C program using recursion need to get optimised and fixed

Question

I was solving a task that was - a user is entering 3 numbers, a, b, c. The goal is to find if you can get to c summing a and b. In each step is allowed to add a to b, and b to a. I need to find if that is possible with the entered numbers. The entered numbers are in the range between 0 and 10^18. Below is my code, done with recursion.

Example of solving the task for a=4 b=6 c=38:

1. a=4 b=10
2. a=14 b=10
3. a=14 b=24
4. a=38 b=24 print YES

My code below does its job well for low numbers but I think I'm loosing the battle with the bigger numbers... I added few comments to what part is doing what.

What I need help is, I need it to work better, and faster, and I don't know how to optimise it more.

//the function that I'm using
int task(long long int a, long long int b, long long int c, long long int d, int p) 
{ //a, b and c are long long integers that are submited by the user, d is the sum of
  //the unchanged a and b, and p is a flag
    if(!a && !b && c) return 0; //0+0 will never get to 1
    if(c==d) return 1; //if I get with c to d, it is confirmed yes, 
                       //did the math with a pen :)
    if(c<d || c<=0) // I thought this is a nice case to stop
    {
        return 0;
    }
    if(p==1)
    {
        if(a>c) return 0; //if the flag p is one, that means i changed a, 
                          //so compare a
    }
    if(p==2)
    {
        if(b>c) return 0; //if p is two, i changed b so compare b
    }
    if(c-d>0) return task(a+b, b, c-b, d, 1)||task(a, b+a, c-a, d, 2);  
            //recursion call with OR operator so every step is checked

}//one part is a=a+b b=b c=c-b, i decrement c so fewer steps are needed, 
 //the other part is when i add a to b

int main()
{
    long long int a,b,c;
    scanf("%I64d%I64d%I64d",&a,&b,&c); //scaning
    int p; //the flag for the first numbers
    if(a>b) p=1; //i dont know if i need this step at all xD
    else p=2; //but to make sure
    if((a==1 || b==1) && c) printf("YES"); //a=1 b=1 and c>=1 means i can get to c,
                                           //even with a+b+b+b..
    else if(a==c || b==c) printf("YES"); //if one of the numbers are already same 
                                         //with c, no need to check
    else if(task(a,b,c,a+b,p)) printf("YES"); //if the function returns 1, print YES
    else printf("NO"); //or print NO


    return 0;
}

Answer 1

My code below does its job well for low numbers

It doesn't. Try input 2 2 3. The most obvious error is:

In function 'main':
 warning: format '%I64d' expects type 'int *', but argument 2 has type 'long long int *'
 warning: format '%I64d' expects type 'int *', but argument 3 has type 'long long int *'
 warning: format '%I64d' expects type 'int *', but argument 4 has type 'long long int *'

To correct it, replace %I64d with %Ld.

but I think I'm loosing the battle with the bigger numbers...
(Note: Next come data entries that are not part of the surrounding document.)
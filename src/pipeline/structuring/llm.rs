use std::sync::atomic::{AtomicUsize, Ordering};
use std::sync::Arc;
use std::time::Duration;

use serde::{Deserialize, Serialize};

use super::types::LlmClient;
use super::StructuringError;
use crate::config::AiConfig;

/// Blocking client for an OpenAI-compatible chat-completion endpoint.
pub struct ChatCompletionClient {
    client: reqwest::blocking::Client,
    url: String,
    api_key: String,
    model: String,
    max_tokens: u32,
    timeout_secs: u64,
}

impl ChatCompletionClient {
    /// `Ok(None)` when no API key is configured.
    pub fn from_config(config: &AiConfig) -> Result<Option<Self>, StructuringError> {
        let Some(api_key) = config.api_key.clone() else {
            return Ok(None);
        };

        let client = reqwest::blocking::Client::builder()
            .timeout(Duration::from_secs(config.timeout_secs))
            .build()
            .map_err(|e| StructuringError::HttpClient(e.to_string()))?;

        Ok(Some(Self {
            client,
            url: format!("{}/chat/completions", config.base_url.trim_end_matches('/')),
            api_key,
            model: config.model.clone(),
            max_tokens: config.max_output_tokens,
            timeout_secs: config.timeout_secs,
        }))
    }
}

/// Request body for /chat/completions
#[derive(Serialize)]
struct ChatCompletionRequest<'a> {
    model: &'a str,
    temperature: f32,
    max_tokens: u32,
    response_format: ResponseFormat,
    messages: [ChatMessage<'a>; 2],
}

#[derive(Serialize)]
struct ResponseFormat {
    #[serde(rename = "type")]
    kind: &'static str,
}

#[derive(Serialize)]
struct ChatMessage<'a> {
    role: &'static str,
    content: &'a str,
}

/// Response body from /chat/completions
#[derive(Deserialize)]
struct ChatCompletionResponse {
    #[serde(default)]
    choices: Vec<ChatChoice>,
}

#[derive(Deserialize)]
struct ChatChoice {
    message: ChatChoiceMessage,
}

#[derive(Deserialize)]
struct ChatChoiceMessage {
    content: Option<String>,
}

impl LlmClient for ChatCompletionClient {
    fn complete(&self, system: &str, user: &str) -> Result<String, StructuringError> {
        let body = ChatCompletionRequest {
            model: &self.model,
            temperature: 0.0,
            max_tokens: self.max_tokens,
            response_format: ResponseFormat {
                kind: "json_object",
            },
            messages: [
                ChatMessage {
                    role: "system",
                    content: system,
                },
                ChatMessage {
                    role: "user",
                    content: user,
                },
            ],
        };

        let response = self
            .client
            .post(&self.url)
            .bearer_auth(&self.api_key)
            .json(&body)
            .send()
            .map_err(|e| {
                if e.is_timeout() {
                    StructuringError::HttpClient(format!(
                        "Request timed out after {}s",
                        self.timeout_secs
                    ))
                } else {
                    StructuringError::HttpClient(e.to_string())
                }
            })?;

        let status = response.status();
        if !status.is_success() {
            let body = response.text().unwrap_or_default();
            return Err(StructuringError::UpstreamRequest {
                status: status.as_u16(),
                body,
            });
        }

        let parsed: ChatCompletionResponse = response
            .json()
            .map_err(|e| StructuringError::UpstreamContent(e.to_string()))?;

        completion_text(parsed)
    }
}

fn completion_text(response: ChatCompletionResponse) -> Result<String, StructuringError> {
    response
        .choices
        .into_iter()
        .next()
        .and_then(|choice| choice.message.content)
        .ok_or_else(|| StructuringError::UpstreamContent("Completion has no message content".into()))
}

/// Mock LLM client for testing: returns a configurable response and counts calls.
pub struct MockLlmClient {
    response: Result<String, (u16, String)>,
    calls: Arc<AtomicUsize>,
}

impl MockLlmClient {
    pub fn new(response: &str) -> Self {
        Self {
            response: Ok(response.to_string()),
            calls: Arc::new(AtomicUsize::new(0)),
        }
    }

    /// Every call fails with the given upstream status.
    pub fn failing(status: u16, body: &str) -> Self {
        Self {
            response: Err((status, body.to_string())),
            calls: Arc::new(AtomicUsize::new(0)),
        }
    }

    pub fn call_counter(&self) -> Arc<AtomicUsize> {
        Arc::clone(&self.calls)
    }
}

impl LlmClient for MockLlmClient {
    fn complete(&self, _system: &str, _user: &str) -> Result<String, StructuringError> {
        self.calls.fetch_add(1, Ordering::SeqCst);
        match &self.response {
            Ok(text) => Ok(text.clone()),
            Err((status, body)) => Err(StructuringError::UpstreamRequest {
                status: *status,
                body: body.clone(),
            }),
        }
    }
}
Of course your recursive solution can make the stack overflow; for a program that demands less stack space, see this answer.

Answer 2

Perhaps I am not understanding the problem correctly, but here are two different iterative approaches. Maybe this could help you along:

#include <stdio.h>

int old_task( long a, long b, long c )
{
   size_t iteration;
   long left = a, right = b;
   for( iteration = 0; ( left < c ) && ( right < c ); ++iteration )
   {
      printf( "NOT %ld: %ld, %ld < %ld\n", iteration, left, right, c );
      if( iteration % 2 )
         left += right;
      else
         right += left;
   }
   printf( "STOP %ld: %ld, %ld < %ld\n", iteration, left, right, c );
   return ( ( left == c ) || ( right == c ) ) ? 1 : 0;
}

int task( long a, long b, long c )
{
    long f;
    /*long i = 0;*/
    for( f = a; f < c; f+= a )
    {
        /*printf( "Checking: %li * %li + %li * %li == %li\n", a, ++i, b, ( c - f ) / b, c );*/
        if( ( c - f ) % b == 0 )
            return 1;
    }
    return 0;
}

int main()
{
   long a,b,c;
   scanf("%ld %ld %ld",&a,&b,&c); //scaning

   printf( "%s\n\n", task( a, b, c ) ? "YES" : "NO" );
   return 0;
}

Answer 3

I think it can be solved with linear algebra. Let's say you've got a = 3, b = 4 and c = 15. So what you're looking for is

3x + 4y = 15
x = (15-4y) / 3

So if you divide it with 3 it should have no remainder. And I think here comes linear algebra, because 15-4y should be 0 modulo 3.

It's just an idea.